The Yunnanozoans are very old and very strange. For decades, scientists have been baffled about where this creature fits into the tree of life, relying on studies and opposing interpretations of ancient fossils recovered from Maotianshan shales in China.
It was in the hope of clarifying the problem that Tian and his colleagues embarked on a study of 127 recently collected yunnanozoan fossils.
A fossilized yunnanozou (Fangchen Zhao)
These fossils were subjected to a number of techniques that had not previously been applied to yunnanozoa, such as X-ray microtomography, scanning and transmission electron microscopy, Raman spectrometry, and mapping of spectrometry elements. energy dispersive. Their results revealed previously unknown details about the anatomy of yunnanozoans.
The pharyngeal arch is a structure that can be found during the embryonic development of vertebrate organisms, and is the precursor of various parts of the face and jaw, depending on the organism.
In fish, these bows are known as gill arches and support the gills. Scientists believe that, in the ancestors of vertebrates, the pharyngeal arch evolved from an unarticulated cartilage rod; although it is unknown when and how it arose.
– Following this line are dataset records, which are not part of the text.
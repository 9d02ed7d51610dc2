//! Configuration loading and schema

pub mod loader;
pub mod schema;
pub mod validate;

pub use loader::ConfigLoader;
pub use schema::Config;
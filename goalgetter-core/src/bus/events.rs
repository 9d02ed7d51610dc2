//! Event types for the memory event bus

use chrono::{DateTime, Utc};
use serde::{Deserialize, Serialize};

/// Notification published by the conversation memory subsystem
#[derive(Debug, Clone, Serialize, Deserialize)]
pub enum MemoryEvent {
    /// The durable store became unreachable; conversations are now served
    /// from transient storage for the rest of the process lifetime
    DegradedToTransient {
        reason: String,
        timestamp: DateTime<Utc>,
    },
    /// A session exceeded the trim threshold and its history was reduced
    SessionTrimmed {
        user_id: String,
        dropped: usize,
        retained: usize,
        summarized: bool,
        timestamp: DateTime<Utc>,
    },
    /// Summarization failed and trimming fell back to truncation
    SummaryFallback {
        user_id: String,
        reason: String,
        timestamp: DateTime<Utc>,
    },
}

impl MemoryEvent {
    /// Create a degradation event
    pub fn degraded(reason: impl Into<String>) -> Self {
        Self::DegradedToTransient {
            reason: reason.into(),
            timestamp: Utc::now(),
        }
    }

    /// Create a trim event
    pub fn trimmed(user_id: impl Into<String>, dropped: usize, retained: usize, summarized: bool) -> Self {
        Self::SessionTrimmed {
            user_id: user_id.into(),
            dropped,
            retained,
            summarized,
            timestamp: Utc::now(),
        }
    }

    /// Create a summary-fallback event
    pub fn summary_fallback(user_id: impl Into<String>, reason: impl Into<String>) -> Self {
        Self::SummaryFallback {
            user_id: user_id.into(),
            reason: reason.into(),
            timestamp: Utc::now(),
        }
    }
}
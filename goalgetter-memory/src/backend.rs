//! Storage backend abstraction

use async_trait::async_trait;
use thiserror::Error;

use crate::types::Message;

/// Error type for backend operations
///
/// Backend errors never reach the manager's callers; the manager absorbs
/// them and degrades to transient storage.
#[derive(Error, Debug)]
pub enum BackendError {
    #[error("store unreachable: {0}")]
    Connectivity(String),

    #[error("query failed: {0}")]
    Query(String),

    #[error("stored data invalid: {0}")]
    Corrupt(String),
}

pub type BackendResult<T> = Result<T, BackendError>;

/// Storage for per-user conversation history
///
/// Implementations keep each user's messages ordered, oldest first. A
/// session exists implicitly from its first `append`.
#[async_trait]
pub trait MemoryBackend: Send + Sync {
    /// Load a user's messages, most-recent-last
    async fn load(&self, user_id: &str) -> BackendResult<Vec<Message>>;

    /// Append one message to a user's history
    async fn append(&self, user_id: &str, message: &Message) -> BackendResult<()>;

    /// Replace a user's history wholesale; used by trimming
    async fn replace(&self, user_id: &str, messages: &[Message]) -> BackendResult<()>;

    /// Remove a user's history entirely
    async fn clear(&self, user_id: &str) -> BackendResult<()>;

    /// Force a durable flush; volatile stores treat this as a no-op
    async fn flush(&self) -> BackendResult<()>;
}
Seven pairs of bilaterally symmetrical gill arches had previously been identified in yunnanozoans. Tian and his colleagues looked much more closely at the microscopic structures of these bars and how they are arranged in the body.
They found that the seven pairs of fossil arches are similar to each other, and that they are connected by horizontal dorsal and ventral bars, forming a basket-like structure.
They also found that gill arches are composed of cartilage within a densely packed array of microfibrils. They found that these microfibrils are similar to the microfibrils found in the connective tissue of vertebrates. It is a combination of features widely present in modern vertebrates: cartilage in an array of microfibrils, gill arches, and the presence of horizontal bars at the ends of gill arches.
In addition, a basket-like structure of the pharyngeal skeleton can be found in some modern jawless fish, such as lampreys and mackerel fish.
“Two types of pharyngeal skeletons, the basket types and the isolated ones, are found in the Cambrian and living vertebrates,” Tian said. “This implies that the shape of the pharyngeal skeletons has a more complex early evolutionary history than previously thought.”
The team’s evidence is compelling for vertebrate-like structures in these mysterious animals. Although they are not directly related to modern vertebrates, yunnanozous can therefore help to illuminate the evolution of vertebrates.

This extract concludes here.